§ **Task directions**:
Please write the following entries out once more, exactly.

§ **Given data**:
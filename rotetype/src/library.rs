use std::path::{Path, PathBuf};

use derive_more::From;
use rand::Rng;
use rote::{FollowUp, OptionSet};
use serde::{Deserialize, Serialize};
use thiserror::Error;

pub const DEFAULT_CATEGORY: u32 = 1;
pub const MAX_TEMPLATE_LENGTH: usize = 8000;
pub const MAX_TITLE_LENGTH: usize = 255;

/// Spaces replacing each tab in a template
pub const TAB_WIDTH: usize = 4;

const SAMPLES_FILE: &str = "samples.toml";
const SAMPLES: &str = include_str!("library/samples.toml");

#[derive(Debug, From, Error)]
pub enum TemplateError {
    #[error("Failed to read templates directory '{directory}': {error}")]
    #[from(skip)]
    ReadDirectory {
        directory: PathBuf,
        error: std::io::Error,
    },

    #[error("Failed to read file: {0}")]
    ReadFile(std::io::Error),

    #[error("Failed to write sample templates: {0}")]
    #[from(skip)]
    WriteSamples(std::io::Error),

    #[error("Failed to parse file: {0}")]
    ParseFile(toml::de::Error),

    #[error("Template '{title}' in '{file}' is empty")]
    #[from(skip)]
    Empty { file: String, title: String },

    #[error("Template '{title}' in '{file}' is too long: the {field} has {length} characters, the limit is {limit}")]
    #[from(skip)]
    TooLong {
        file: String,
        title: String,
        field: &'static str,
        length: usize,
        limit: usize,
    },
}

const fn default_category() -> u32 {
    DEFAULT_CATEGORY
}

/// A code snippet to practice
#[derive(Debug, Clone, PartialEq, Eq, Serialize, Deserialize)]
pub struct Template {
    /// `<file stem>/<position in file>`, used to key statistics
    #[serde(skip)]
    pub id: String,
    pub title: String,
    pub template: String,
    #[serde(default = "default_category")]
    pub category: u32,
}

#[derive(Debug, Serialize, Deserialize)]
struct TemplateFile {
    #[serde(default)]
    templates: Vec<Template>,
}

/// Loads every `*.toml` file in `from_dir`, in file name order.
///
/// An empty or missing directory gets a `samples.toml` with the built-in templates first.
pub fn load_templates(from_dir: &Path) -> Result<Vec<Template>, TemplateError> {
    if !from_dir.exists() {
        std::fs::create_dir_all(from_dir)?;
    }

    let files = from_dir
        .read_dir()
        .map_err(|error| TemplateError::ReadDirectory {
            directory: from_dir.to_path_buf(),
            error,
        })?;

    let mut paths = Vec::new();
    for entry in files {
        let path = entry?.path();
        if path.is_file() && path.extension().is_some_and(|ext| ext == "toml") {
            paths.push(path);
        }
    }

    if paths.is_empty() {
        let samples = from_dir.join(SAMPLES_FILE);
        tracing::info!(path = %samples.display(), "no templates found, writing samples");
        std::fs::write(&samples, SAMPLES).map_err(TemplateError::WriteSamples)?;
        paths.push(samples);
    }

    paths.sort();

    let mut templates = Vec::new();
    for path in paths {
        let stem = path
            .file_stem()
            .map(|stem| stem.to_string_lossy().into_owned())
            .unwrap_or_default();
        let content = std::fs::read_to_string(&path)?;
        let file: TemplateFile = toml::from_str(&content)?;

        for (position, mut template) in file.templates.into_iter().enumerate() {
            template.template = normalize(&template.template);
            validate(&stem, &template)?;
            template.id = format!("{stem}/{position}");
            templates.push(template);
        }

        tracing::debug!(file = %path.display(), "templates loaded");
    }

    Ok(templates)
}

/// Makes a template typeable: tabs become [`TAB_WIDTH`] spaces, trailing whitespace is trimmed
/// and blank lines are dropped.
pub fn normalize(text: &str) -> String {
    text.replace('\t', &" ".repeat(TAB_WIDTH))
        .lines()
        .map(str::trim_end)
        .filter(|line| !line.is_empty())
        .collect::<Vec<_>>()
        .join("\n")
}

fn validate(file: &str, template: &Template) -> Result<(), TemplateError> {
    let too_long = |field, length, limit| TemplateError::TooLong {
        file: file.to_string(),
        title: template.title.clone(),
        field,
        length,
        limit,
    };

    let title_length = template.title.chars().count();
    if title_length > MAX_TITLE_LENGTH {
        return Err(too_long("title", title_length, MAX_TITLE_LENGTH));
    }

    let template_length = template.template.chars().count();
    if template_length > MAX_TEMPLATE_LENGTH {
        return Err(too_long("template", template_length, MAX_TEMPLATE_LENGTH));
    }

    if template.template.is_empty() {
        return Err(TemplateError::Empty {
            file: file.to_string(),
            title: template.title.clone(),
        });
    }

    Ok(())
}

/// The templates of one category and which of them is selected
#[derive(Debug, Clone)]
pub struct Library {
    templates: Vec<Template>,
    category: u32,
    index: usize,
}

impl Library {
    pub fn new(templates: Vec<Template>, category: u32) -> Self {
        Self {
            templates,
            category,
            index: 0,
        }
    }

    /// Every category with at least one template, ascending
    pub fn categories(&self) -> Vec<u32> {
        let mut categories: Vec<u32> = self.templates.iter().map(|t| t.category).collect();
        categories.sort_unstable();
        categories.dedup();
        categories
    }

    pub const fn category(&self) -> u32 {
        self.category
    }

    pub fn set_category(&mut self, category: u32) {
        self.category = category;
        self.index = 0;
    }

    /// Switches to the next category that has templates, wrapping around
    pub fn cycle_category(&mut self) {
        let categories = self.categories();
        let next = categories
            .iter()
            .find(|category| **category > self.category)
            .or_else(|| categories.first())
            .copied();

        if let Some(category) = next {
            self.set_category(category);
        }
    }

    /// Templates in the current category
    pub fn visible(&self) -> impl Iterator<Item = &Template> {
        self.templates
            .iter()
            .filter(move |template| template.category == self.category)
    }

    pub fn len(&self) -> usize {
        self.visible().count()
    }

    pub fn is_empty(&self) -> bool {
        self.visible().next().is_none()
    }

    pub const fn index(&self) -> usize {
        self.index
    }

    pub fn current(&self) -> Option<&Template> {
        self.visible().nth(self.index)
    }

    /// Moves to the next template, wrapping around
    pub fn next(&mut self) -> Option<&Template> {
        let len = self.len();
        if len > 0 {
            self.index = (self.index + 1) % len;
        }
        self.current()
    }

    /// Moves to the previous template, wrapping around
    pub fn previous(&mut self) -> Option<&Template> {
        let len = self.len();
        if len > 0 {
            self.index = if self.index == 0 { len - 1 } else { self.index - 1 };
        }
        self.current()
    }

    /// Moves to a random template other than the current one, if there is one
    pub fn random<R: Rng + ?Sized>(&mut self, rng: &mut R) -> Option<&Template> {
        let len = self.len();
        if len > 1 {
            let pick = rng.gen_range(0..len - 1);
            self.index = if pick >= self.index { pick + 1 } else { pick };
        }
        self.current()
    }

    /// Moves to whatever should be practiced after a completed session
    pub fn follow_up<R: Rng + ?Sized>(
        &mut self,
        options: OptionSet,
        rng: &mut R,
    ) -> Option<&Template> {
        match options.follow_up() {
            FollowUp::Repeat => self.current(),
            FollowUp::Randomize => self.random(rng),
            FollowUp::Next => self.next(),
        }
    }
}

§ **Output for this exercise**:
filename rotetype/src/library.rs
use std::path::{Path, PathBuf};

use derive_more::From;
use rand::Rng;
use rote::{FollowUp, OptionSet};
use serde::{Deserialize, Serialize};
use thiserror::Error;

pub const DEFAULT_CATEGORY: u32 = 1;
pub const MAX_TEMPLATE_LENGTH: usize = 8000;
pub const MAX_TITLE_LENGTH: usize = 255;

/// Spaces replacing each tab in a template
pub const TAB_WIDTH: usize = 4;

const SAMPLES_FILE: &str = "samples.toml";
const SAMPLES: &str = include_str!("library/samples.toml");

#[derive(Debug, From, Error)]
pub enum TemplateError {
    #[error("Failed to read templates directory '{directory}': {error}")]
    #[from(skip)]
    ReadDirectory {
        directory: PathBuf,
        error: std::io::Error,
    },

    #[error("Failed to read file: {0}")]
    ReadFile(std::io::Error),

    #[error("Failed to write sample templates: {0}")]
    #[from(skip)]
    WriteSamples(std::io::Error),

    #[error("Failed to parse file: {0}")]
    ParseFile(toml::de::Error),

    #[error("Template '{title}' in '{file}' is empty")]
    #[from(skip)]
    Empty { file: String, title: String },

    #[error("Template '{title}' in '{file}' is too long: the {field} has {length} characters, the limit is {limit}")]
    #[from(skip)]
    TooLong {
        file: String,
        title: String,
        field: &'static str,
        length: usize,
        limit: usize,
    },
}

const fn default_category() -> u32 {
    DEFAULT_CATEGORY
}

/// A code snippet to practice
#[derive(Debug, Clone, PartialEq, Eq, Serialize, Deserialize)]
pub struct Template {
    /// `<file stem>/<position in file>`, used to key statistics
    #[serde(skip)]
    pub id: String,
    pub title: String,
    pub template: String,
    #[serde(default = "default_category")]
    pub category: u32,
}

#[derive(Debug, Serialize, Deserialize)]
struct TemplateFile {
    #[serde(default)]
    templates: Vec<Template>,
}

/// Loads every `*.toml` file in `from_dir`, in file name order.
///
/// An empty or missing directory gets a `samples.toml` with the built-in templates first.
pub fn load_templates(from_dir: &Path) -> Result<Vec<Template>, TemplateError> {
    if !from_dir.exists() {
        std::fs::create_dir_all(from_dir)?;
    }

    let files = from_dir
        .read_dir()
        .map_err(|error| TemplateError::ReadDirectory {
            directory: from_dir.to_path_buf(),
            error,
        })?;

    let mut paths = Vec::new();
    for entry in files {
        let path = entry?.path();
        if path.is_file() && path.extension().is_some_and(|ext| ext == "toml") {
            paths.push(path);
        }
    }

    if paths.is_empty() {
        let samples = from_dir.join(SAMPLES_FILE);
        tracing::info!(path = %samples.display(), "no templates found, writing samples");
        std::fs::write(&samples, SAMPLES).map_err(TemplateError::WriteSamples)?;
        paths.push(samples);
    }

    paths.sort();

    let mut templates = Vec::new();
    for path in paths {
        let stem = path
            .file_stem()
            .map(|stem| stem.to_string_lossy().into_owned())
            .unwrap_or_default();
        let content = std::fs::read_to_string(&path)?;
        let file: TemplateFile = toml::from_str(&content)?;

        for (position, mut template) in file.templates.into_iter().enumerate() {
            template.template = normalize(&template.template);
            validate(&stem, &template)?;
            template.id = format!("{stem}/{position}");
            templates.push(template);
        }

        tracing::debug!(file = %path.display(), "templates loaded");
    }

    Ok(templates)
}

/// Makes a template typeable: tabs become [`TAB_WIDTH`] spaces, trailing whitespace is trimmed
/// and blank lines are dropped.
pub fn normalize(text: &str) -> String {
    text.replace('\t', &" ".repeat(TAB_WIDTH))
        .lines()
        .map(str::trim_end)
        .filter(|line| !line.is_empty())
        .collect::<Vec<_>>()
        .join("\n")
}

fn validate(file: &str, template: &Template) -> Result<(), TemplateError> {
    let too_long = |field, length, limit| TemplateError::TooLong {
        file: file.to_string(),
        title: template.title.clone(),
        field,
        length,
        limit,
    };

    let title_length = template.title.chars().count();
    if title_length > MAX_TITLE_LENGTH {
        return Err(too_long("title", title_length, MAX_TITLE_LENGTH));
    }

    let template_length = template.template.chars().count();
    if template_length > MAX_TEMPLATE_LENGTH {
        return Err(too_long("template", template_length, MAX_TEMPLATE_LENGTH));
    }

    if template.template.is_empty() {
        return Err(TemplateError::Empty {
            file: file.to_string(),
            title: template.title.clone(),
        });
    }

    Ok(())
}

/// The templates of one category and which of them is selected
#[derive(Debug, Clone)]
pub struct Library {
    templates: Vec<Template>,
    category: u32,
    index: usize,
}

impl Library {
    pub fn new(templates: Vec<Template>, category: u32) -> Self {
        Self {
            templates,
            category,
            index: 0,
        }
    }

    /// Every category with at least one template, ascending
    pub fn categories(&self) -> Vec<u32> {
        let mut categories: Vec<u32> = self.templates.iter().map(|t| t.category).collect();
        categories.sort_unstable();
        categories.dedup();
        categories
    }

    pub const fn category(&self) -> u32 {
        self.category
    }

    pub fn set_category(&mut self, category: u32) {
        self.category = category;
        self.index = 0;
    }

    /// Switches to the next category that has templates, wrapping around
    pub fn cycle_category(&mut self) {
        let categories = self.categories();
        let next = categories
            .iter()
            .find(|category| **category > self.category)
            .or_else(|| categories.first())
            .copied();

        if let Some(category) = next {
            self.set_category(category);
        }
    }

    /// Templates in the current category
    pub fn visible(&self) -> impl Iterator<Item = &Template> {
        self.templates
            .iter()
            .filter(move |template| template.category == self.category)
    }

    pub fn len(&self) -> usize {
        self.visible().count()
    }

    pub fn is_empty(&self) -> bool {
        self.visible().next().is_none()
    }

    pub const fn index(&self) -> usize {
        self.index
    }

    pub fn current(&self) -> Option<&Template> {
        self.visible().nth(self.index)
    }

    /// Moves to the next template, wrapping around
    pub fn next(&mut self) -> Option<&Template> {
        let len = self.len();
        if len > 0 {
            self.index = (self.index + 1) % len;
        }
        self.current()
    }

    /// Moves to the previous template, wrapping around
    pub fn previous(&mut self) -> Option<&Template> {
        let len = self.len();
        if len > 0 {
            self.index = if self.index == 0 { len - 1 } else { self.index - 1 };
        }
        self.current()
    }

    /// Moves to a random template other than the current one, if there is one
    pub fn random<R: Rng + ?Sized>(&mut self, rng: &mut R) -> Option<&Template> {
        let len = self.len();
        if len > 1 {
            let pick = rng.gen_range(0..len - 1);
            self.index = if pick >= self.index { pick + 1 } else { pick };
        }
        self.current()
    }

    /// Moves to whatever should be practiced after a completed session
    pub fn follow_up<R: Rng + ?Sized>(
        &mut self,
        options: OptionSet,
        rng: &mut R,
    ) -> Option<&Template> {
        match options.follow_up() {
            FollowUp::Repeat => self.current(),
            FollowUp::Randomize => self.random(rng),
            FollowUp::Next => self.next(),
        }
    }
}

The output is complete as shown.